Autentico caso di enfant prodige, Beatrice Rana, 15 anni leccese, live in Auditorium Flaiano in Pescara, suona il Concerto per Pianoforte e Orchestra N°1 Op.23 di Tchaikovsky (frammento) - Dir. Dario Lucantoni (Orchestra Sinfonica di Pescara)

L'errore più comune per uno studente inesperto è quello di ripetere diverse volte lo stesso brano senza soffermarsi sulle sezioni problematiche e più difficoltose.
In questo modo si rischia di perdere ore sullo strumento con risultati, il più delle volte, frustranti.
Ed è proprio questo il motivo per cui un allievo può esercitarsi quotidianamente sul pianoforte senza riuscire a fare progressi soddisfacenti, mentre un altro dimostra ogni giorno un miglioramento magari studiando di meno ma con cognizione di causa.
E' questo il talento più importante, a mio avviso, per uno studente: la capacità di osservare ciò che fa mentre suona, il "far da solo" ossia il divenire un vero e proprio "maestro di se stesso"; sono abitudini queste che porteranno solo benefici, a differenza di coloro che, pur mettendoci tanto impegno, non si rendono conto che imparare a memoria e ripetere una brutta esecuzione anche cento volte non comporterà mai nè miglioramenti, nè il raggiungimento della tanto agognata perfezione musicale (concetto alquanto relativo).

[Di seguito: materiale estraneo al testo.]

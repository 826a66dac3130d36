use std::path::Path;
use std::time::Duration;

use anyhow::Context;
use rand::seq::IndexedRandom;
use reqwest::StatusCode as HttpStatusCode;
use serde::Deserialize;
use sqlx::SqlitePool;

use crate::ai_blog::llm::LlmClient;
use crate::config::PexelsSettings;
use crate::content::slugify;

const SEARCH_RESULTS: u32 = 10;
const CURATED_RESULTS: u32 = 15;
const ALT_TEXT_MAX_TOKENS: u32 = 50;
const ALT_TEXT_SYSTEM: &str =
    "You are a helpful assistant that generates concise, descriptive alt text for blog post featured images.";
pub const FEATURED_IMAGE_DIR: &str = "blog/images";

#[derive(Debug, thiserror::Error)]
pub enum ImageError {
    #[error("No Pexels API key found. Set PEXELS_API_KEY.")]
    NotConfigured,
    #[error("Pexels request failed: {0}")]
    Http(#[from] reqwest::Error),
    #[error("Pexels API error: {status} - {body}")]
    Api { status: u16, body: String },
    #[error("No image URL available to download")]
    NoImageUrl,
}

#[derive(Debug, Clone, Default, Deserialize, PartialEq, Eq)]
pub struct PhotoSources {
    #[serde(default)]
    pub original: Option<String>,
    #[serde(default)]
    pub large: Option<String>,
    #[serde(default)]
    pub medium: Option<String>,
    #[serde(default)]
    pub small: Option<String>,
    #[serde(default)]
    pub portrait: Option<String>,
    #[serde(default)]
    pub landscape: Option<String>,
    #[serde(default)]
    pub tiny: Option<String>,
}

impl PhotoSources {
    fn get(&self, size: &str) -> Option<&str> {
        let url = match size {
            "original" => &self.original,
            "large" => &self.large,
            "medium" => &self.medium,
            "small" => &self.small,
            "portrait" => &self.portrait,
            "landscape" => &self.landscape,
            "tiny" => &self.tiny,
            _ => &None,
        };
        url.as_deref().filter(|url| !url.is_empty())
    }

    /// Requested size, else large, medium, small, original.
    pub fn best(&self, size: &str) -> Option<&str> {
        self.get(size).or_else(|| {
            ["large", "medium", "small", "original"]
                .into_iter()
                .find_map(|fallback| self.get(fallback))
        })
    }
}

#[derive(Debug, Clone, Deserialize, PartialEq, Eq)]
pub struct Photo {
    pub id: i64,
    #[serde(default)]
    pub width: Option<i64>,
    #[serde(default)]
    pub height: Option<i64>,
    #[serde(default)]
    pub url: String,
    #[serde(default)]
    pub alt: Option<String>,
    #[serde(default)]
    pub photographer: String,
    #[serde(default)]
    pub photographer_url: String,
    #[serde(default)]
    pub src: PhotoSources,
}

#[derive(Debug, Deserialize)]
struct PhotoPage {
    #[serde(default)]
    photos: Vec<Photo>,
}

#[derive(Debug, Clone)]
pub struct PexelsClient {
    http: reqwest::Client,
    settings: PexelsSettings,
}

impl PexelsClient {
    pub fn new(settings: PexelsSettings) -> Result<Self, ImageError> {
        let http = reqwest::Client::builder()
            .timeout(Duration::from_secs(30))
            .build()?;
        tracing::info!(
            "Pexels client initialized with API key: {}",
            if settings.api_key.is_some() { "Present" } else { "Missing" }
        );
        Ok(Self { http, settings })
    }

    pub fn is_configured(&self) -> bool {
        self.settings.api_key.is_some()
    }

    fn api_key(&self) -> Result<&str, ImageError> {
        self.settings.api_key.as_deref().ok_or(ImageError::NotConfigured)
    }

    async fn fetch_photos(
        &self,
        endpoint: &str,
        params: &[(&str, String)],
    ) -> Result<Vec<Photo>, ImageError> {
        let url = format!("{}/{}", self.settings.base_url.trim_end_matches('/'), endpoint);
        let response = self
            .http
            .get(&url)
            .header(reqwest::header::AUTHORIZATION, self.api_key()?)
            .query(params)
            .send()
            .await?;

        let status = response.status();
        let header = |name: &str| {
            response
                .headers()
                .get(name)
                .and_then(|value| value.to_str().ok())
                .unwrap_or("-")
                .to_string()
        };
        let (limit, remaining, reset) = (
            header("X-Ratelimit-Limit"),
            header("X-Ratelimit-Remaining"),
            header("X-Ratelimit-Reset"),
        );

        let body = response.text().await?;
        if status != HttpStatusCode::OK {
            return Err(ImageError::Api {
                status: status.as_u16(),
                body,
            });
        }
        tracing::info!(
            "Pexels API rate limits - Limit: {}, Remaining: {}, Reset: {}",
            limit,
            remaining,
            reset
        );

        let page: PhotoPage = serde_json::from_str(&body).map_err(|error| ImageError::Api {
            status: status.as_u16(),
            body: format!("unreadable body: {}", error),
        })?;
        Ok(page.photos)
    }

    pub async fn search(
        &self,
        query: &str,
        count: u32,
        orientation: &str,
    ) -> Result<Vec<Photo>, ImageError> {
        self.fetch_photos(
            "search",
            &[
                ("query", query.to_string()),
                ("per_page", count.to_string()),
                ("orientation", orientation.to_string()),
            ],
        )
        .await
    }

    pub async fn curated(&self, count: u32) -> Result<Vec<Photo>, ImageError> {
        self.fetch_photos("curated", &[("per_page", count.to_string())])
            .await
    }

    /// Random search hit for `query`, falling back to a random curated photo.
    pub async fn random_image(&self, query: Option<&str>) -> Result<Option<Photo>, ImageError> {
        if let Some(query) = query.filter(|query| !query.trim().is_empty()) {
            match self.search(query, SEARCH_RESULTS, "landscape").await {
                Ok(photos) if !photos.is_empty() => return Ok(pick(&photos)),
                Ok(_) => tracing::info!("No Pexels results for '{}'; using curated photos", query),
                Err(ImageError::NotConfigured) => return Err(ImageError::NotConfigured),
                Err(error) => tracing::error!("Error searching Pexels images: {}", error),
            }
        }

        let photos = self.curated(CURATED_RESULTS).await?;
        Ok(pick(&photos))
    }

    pub async fn download(&self, photo: &Photo, size: &str) -> Result<Vec<u8>, ImageError> {
        let url = photo.src.best(size).ok_or(ImageError::NoImageUrl)?;
        let response = self.http.get(url).send().await?;
        let status = response.status();
        if status != HttpStatusCode::OK {
            return Err(ImageError::Api {
                status: status.as_u16(),
                body: format!("image download failed for {}", url),
            });
        }
        Ok(response.bytes().await?.to_vec())
    }
}

fn pick(photos: &[Photo]) -> Option<Photo> {
    photos.choose(&mut rand::rng()).cloned()
}

/// Attribution block Pexels asks for under each used photo.
pub fn attribution_html(photo: &Photo) -> String {
    let mut html = String::from(r#"<div class="image-attribution">"#);
    if !photo.photographer.is_empty() && !photo.photographer_url.is_empty() {
        html.push_str(&format!(
            r#"Photo by <a href="{}" target="_blank" rel="noopener">{}</a> "#,
            photo.photographer_url, photo.photographer
        ));
    }
    html.push_str(&format!(
        r#"on <a href="{}" target="_blank" rel="noopener">Pexels</a>"#,
        photo.url
    ));
    html.push_str("</div>");
    html
}

/// Search term: first focus keyword, else first category, else a long title word, else the title.
pub fn image_search_term(title: &str, focus_keywords: &str, category_names: &[String]) -> String {
    let mut terms: Vec<String> = focus_keywords
        .split(',')
        .map(str::trim)
        .filter(|keyword| !keyword.is_empty())
        .map(ToString::to_string)
        .collect();
    terms.extend(category_names.iter().take(2).cloned());
    if terms.len() < 2 {
        terms.extend(
            title
                .split_whitespace()
                .filter(|word| word.chars().count() > 4)
                .take(2)
                .map(ToString::to_string),
        );
    }
    terms.into_iter().next().unwrap_or_else(|| title.to_string())
}

pub fn image_file_name(term: &str, photo_id: i64) -> String {
    format!("{}-{}.jpg", slugify(term), photo_id)
}

fn alt_text_prompt(title: &str, keywords: &[String]) -> String {
    let mut prompt = format!(
        "Generate a concise, descriptive alt text for a blog post titled '{}'. ",
        title
    );
    if !keywords.is_empty() {
        prompt.push_str(&format!("The main keywords are: {}. ", keywords.join(", ")));
    }
    prompt.push_str("The alt text should be clear, informative, and SEO-friendly, but not too long.");
    prompt
}

/// Photo alt, else model-written alt text, else `Featured image for {title}`.
pub async fn alt_text(llm: Option<&LlmClient>, photo: &Photo, title: &str, focus_keywords: &str) -> String {
    if let Some(alt) = photo.alt.as_deref().map(str::trim).filter(|alt| !alt.is_empty()) {
        return alt.to_string();
    }
    let fallback = format!("Featured image for {}", title);
    let Some(llm) = llm.filter(|llm| llm.is_configured()) else {
        return fallback;
    };

    let keywords: Vec<String> = focus_keywords
        .split(',')
        .map(str::trim)
        .filter(|keyword| !keyword.is_empty())
        .map(ToString::to_string)
        .collect();
    match llm
        .complete(ALT_TEXT_SYSTEM, &alt_text_prompt(title, &keywords), ALT_TEXT_MAX_TOKENS)
        .await
    {
        Ok(text) if !text.trim().is_empty() => text.trim().to_string(),
        Ok(_) => fallback,
        Err(error) => {
            tracing::error!("Error generating alt text: {}", error);
            fallback
        }
    }
}

#[derive(Debug, Clone, PartialEq, Eq)]
pub struct AttachedImage {
    pub path: String,
    pub alt_text: String,
    pub search_term: String,
}

/// Finds, downloads and stores a featured image for a post, appending the attribution once.
pub async fn attach_featured_image(
    pool: &SqlitePool,
    pexels: &PexelsClient,
    llm: Option<&LlmClient>,
    media_root: &Path,
    post_id: i64,
) -> anyhow::Result<Option<AttachedImage>> {
    let (title, focus_keywords, content): (String, String, String) =
        sqlx::query_as("SELECT title, focus_keywords, content FROM blog_posts WHERE id = ?")
            .bind(post_id)
            .fetch_optional(pool)
            .await?
            .with_context(|| format!("Post {} not found", post_id))?;
    let categories: Vec<(String,)> = sqlx::query_as(
        r#"
        SELECT c.name FROM blog_categories c
        JOIN blog_post_categories pc ON pc.category_id = c.id
        WHERE pc.post_id = ?
        ORDER BY c.id
        "#,
    )
    .bind(post_id)
    .fetch_all(pool)
    .await?;
    let category_names: Vec<String> = categories.into_iter().map(|(name,)| name).collect();

    let search_term = image_search_term(&title, &focus_keywords, &category_names);
    tracing::info!(post_id, "Searching for image with term: {}", search_term);

    let Some(photo) = pexels.random_image(Some(&search_term)).await? else {
        tracing::warn!(post_id, "No image found for term: {}", search_term);
        return Ok(None);
    };

    let alt_text = alt_text(llm, &photo, &title, &focus_keywords).await;
    let bytes = pexels.download(&photo, "large").await?;

    let file_name = image_file_name(&search_term, photo.id);
    let directory = media_root.join(FEATURED_IMAGE_DIR);
    tokio::fs::create_dir_all(&directory)
        .await
        .with_context(|| format!("Failed to create {}", directory.display()))?;
    tokio::fs::write(directory.join(&file_name), &bytes)
        .await
        .context("Failed to write featured image")?;
    let path = format!("/media/{}/{}", FEATURED_IMAGE_DIR, file_name);

    let attribution = attribution_html(&photo);
    let content = if content.contains(&attribution) {
        content
    } else {
        format!("{}\n\n{}", content, attribution)
    };

    sqlx::query("UPDATE blog_posts SET featured_image = ?, content = ?, updated_at = ? WHERE id = ?")
        .bind(&path)
        .bind(&content)
        .bind(chrono::Utc::now())
        .bind(post_id)
        .execute(pool)
        .await?;

    tracing::info!(post_id, "Added featured image {} with alt text: {}", path, alt_text);
    Ok(Some(AttachedImage {
        path,
        alt_text,
        search_term,
    }))
}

Purtroppo, come sempre, ciò che è più utile è sempre più difficile da ottenere, ed infatti lo studio razionale è quello che richiede maggiore spendibilità in termini di energia e risorse mentali, e soprattutto, maggiori motivazioni per essere affrontato con serietà.
Consolatevi ragazzi, quando considerate che non sono rari i casi in cui allievi meno talentuosi e meno dotati da un punto di vista squisitamente musicale, suonano meglio di altri "genietti" pigri e svogliati.
Non è affatto detto che colui che venga considerato in tenera età una "giovane promessa" diventi un grande concertista.